Two metrics that are often confused:

MeasuresIncludes
Time-to-hireUntil the candidate accepts the offerSearch, evaluation and decision
Time-to-fillUntil the person starts workingAll of the above + the candidate’s notice period

Time-to-hire measures what the selection team controls. Time-to-fill adds things that don’t depend on you —like notice at the previous job—, so to improve your process, time-to-hire is usually the more actionable figure.

Where the time gets stuck

Intuition says a slow process is a process with many steps. The reality is that time is almost never lost in the tasks, but in the dead time between them. Three classic bottlenecks:

  • The initial review. When dozens or hundreds of applications arrive, going through them one by one takes days, and the process doesn’t move in the meantime.
  • Interview scheduling. Lining up calendars between candidate, recruiter and the hiring department is one of the most underestimated delays.
  • The final decision. Without clear criteria, everyone waits for someone else to weigh in, and the opening stays on pause while a “what did you think?” makes the rounds.

How to improve it without lowering the bar

The temptation, facing a slow process, is to skip steps. But shortening time-to-hire by eliminating the evaluation is gaining speed in exchange for accuracy, and that gets paid later. The healthy way to improve it is to attack the delays, not the controls:

  1. Filter earlier with better information. If the first review relies on a comparable signal and not just on reading CVs one by one, that stage —usually the slowest— speeds up considerably.
  2. Reduce coordination friction. Interview blocks, open calendars and fewer back-and-forth rounds recover whole days without touching quality.
  3. Decide with criteria defined in advance. When everyone knows what is being evaluated, the final decision stops being a debate and becomes a comparison.
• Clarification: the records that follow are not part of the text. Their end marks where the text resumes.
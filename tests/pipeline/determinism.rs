//! The ranked output does not depend on worker count or scheduling.

use abstractor::{rank, Query, Report, ReportFormat};

use crate::common::{abstract_names, make_store, run_pool, synthetic_corpus};

#[test]
fn test_ranking_identical_across_worker_counts() {
    let texts = synthetic_corpus(150);
    let borrowed: Vec<&str> = texts.iter().map(String::as_str).collect();
    let store = make_store(&borrowed);
    let docs = abstract_names(texts.len());

    let baseline = rank(&run_pool(1, "protein cell", docs.clone(), &store), 40);
    for threads in [2, 4, 7, 16] {
        let ranked = rank(&run_pool(threads, "protein cell", docs.clone(), &store), 40);
        assert_eq!(ranked, baseline, "ranking changed with {} workers", threads);
    }
}

#[test]
fn test_equal_scores_ordered_by_reference() {
    let store = make_store(&["same words.", "same words.", "same words."]);
    let docs = vec![
        "abstract_3.txt".to_string(),
        "abstract_1.txt".to_string(),
        "abstract_2.txt".to_string(),
    ];
    let ranked = rank(&run_pool(3, "same", docs, &store), 3);
    let order: Vec<&str> = ranked.iter().map(|r| r.reference.as_str()).collect();
    assert_eq!(order, ["abstract_1.txt", "abstract_2.txt", "abstract_3.txt"]);
}

#[test]
fn test_report_reproducible() {
    let texts = synthetic_corpus(60);
    let borrowed: Vec<&str> = texts.iter().map(String::as_str).collect();
    let store = make_store(&borrowed);
    let query = Query::parse("graph model energy");

    let render = |threads| {
        let results = run_pool(threads, "graph model energy", abstract_names(60), &store);
        Report::new(&query, &results, 10)
            .render(ReportFormat::Text)
            .unwrap()
    };
    assert_eq!(render(1), render(8));
}
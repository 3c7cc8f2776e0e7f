// Copyright 2020 Xavier Gillard
//
// Permission is hereby granted, free of charge, to any person obtaining a copy of
// this software and associated documentation files (the "Software"), to deal in
// the Software without restriction, including without limitation the rights to
// use, copy, modify, merge, publish, distribute, sublicense, and/or sell copies of
// the Software, and to permit persons to whom the Software is furnished to do so,
// subject to the following conditions:
//
// The above copyright notice and this permission notice shall be included in all
// copies or substantial portions of the Software.
//
// THE SOFTWARE IS PROVIDED "AS IS", WITHOUT WARRANTY OF ANY KIND, EXPRESS OR
// IMPLIED, INCLUDING BUT NOT LIMITED TO THE WARRANTIES OF MERCHANTABILITY, FITNESS
// FOR A PARTICULAR PURPOSE AND NONINFRINGEMENT. IN NO EVENT SHALL THE AUTHORS OR
// COPYRIGHT HOLDERS BE LIABLE FOR ANY CLAIM, DAMAGES OR OTHER LIABILITY, WHETHER
// IN AN ACTION OF CONTRACT, TORT OR OTHERWISE, ARISING FROM, OUT OF OR IN
// CONNECTION WITH THE SOFTWARE OR THE USE OR OTHER DEALINGS IN THE SOFTWARE.

//! End-to-end exercises of `CutEngine` against minimal host fixtures: a
//! fixed LP relaxation, a fixed variable domain and a cut pool that just
//! records what it is handed. Each fixture stays deliberately tiny so the
//! expected numeric outcome of every stage can be hand-checked.

use mip_cutgen::{
    Column, CutEngine, CutEngineConfigBuilder, CutPool, Domain, LpRelaxation, MipData,
    NoDebugSolution, TransformedLp,
};

/// A domain with per-column `(lower, upper)` bounds and a no-op tightener.
struct FixedDomain {
    bounds: Vec<(f64, f64)>,
}

impl Domain for FixedDomain {
    fn col_lower(&self, col: Column) -> f64 {
        self.bounds[col.id()].0
    }
    fn col_upper(&self, col: Column) -> f64 {
        self.bounds[col.id()].1
    }
    fn tighten_coefficients(&self, _inds: &mut [Column], _vals: &mut [f64], rhs: f64) -> f64 {
        rhs
    }
}

struct FixedMipData {
    feastol: f64,
    epsilon: f64,
    domain: FixedDomain,
}
// Copyright 2020 Xavier Gillard
//
// Permission is hereby granted, free of charge, to any person obtaining a copy of
// this software and associated documentation files (the "Software"), to deal in
// the Software without restriction, including without limitation the rights to
// use, copy, modify, merge, publish, distribute, sublicense, and/or sell copies of
// the Software, and to permit persons to whom the Software is furnished to do so,
// subject to the following conditions:
//
// The above copyright notice and this permission notice shall be included in all
// copies or substantial portions of the Software.
//
// THE SOFTWARE IS PROVIDED "AS IS", WITHOUT WARRANTY OF ANY KIND, EXPRESS OR
// IMPLIED, INCLUDING BUT NOT LIMITED TO THE WARRANTIES OF MERCHANTABILITY, FITNESS
// FOR A PARTICULAR PURPOSE AND NONINFRINGEMENT. IN NO EVENT SHALL THE AUTHORS OR
// COPYRIGHT HOLDERS BE LIABLE FOR ANY CLAIM, DAMAGES OR OTHER LIABILITY, WHETHER
// IN AN ACTION OF CONTRACT, TORT OR OTHERWISE, ARISING FROM, OUT OF OR IN
// CONNECTION WITH THE SOFTWARE OR THE USE OR OTHER DEALINGS IN THE SOFTWARE.

use crate::Column;
use crate::abstraction::MipData;

/// This trait abstracts away the LP relaxation that a `CutEngine` is attached
/// to. It is the sole source of the reference point being separated (the
/// current LP solution) and of the integrality of each column.
pub trait LpRelaxation {
    /// Returns true iff `col` is required to take an integer value.
    fn is_col_integral(&self, col: Column) -> bool;
    /// Returns the number of structural columns in the relaxation.
    fn num_cols(&self) -> usize;
    /// Returns the value of `col` in the current LP solution.
    fn col_value(&self, col: Column) -> f64;
    /// Returns a handle on the owning MIP solver's tolerances and domain.
    fn mip_data(&self) -> &dyn MipData;
}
See the detail of concrete tactics in how to reduce time-to-hire without lowering quality.

Evaluating before interviewing shortens the stage where the most time is lost: the initial review.

See how it works

Read it alongside quality

A low time-to-hire is only good news if the quality of the hire did not suffer. That is why this metric is never looked at alone: if time goes down but turnover goes up or successful hires fall, you were fast in the wrong direction. The goal is not the fastest process, but the fastest one that still chooses well.

In summary

Time-to-hire is the time in days between when a search opens and when the candidate accepts the offer; it measures the speed of your process, not its accuracy. It is not worth chasing a universal figure —it depends on the role and the field—, but rather comparing your process against itself over time. Time is almost never lost in the tasks but in the dead time: initial review, interview scheduling and final decision. It improves by attacking those delays —filtering with better information, reducing friction, deciding with clear criteria—, not by skipping the evaluation. And it is always read alongside quality of hire: fast only helps if you keep choosing well. To speed up the slowest stage, evaluating before interviewing helps you filter with criteria from day one.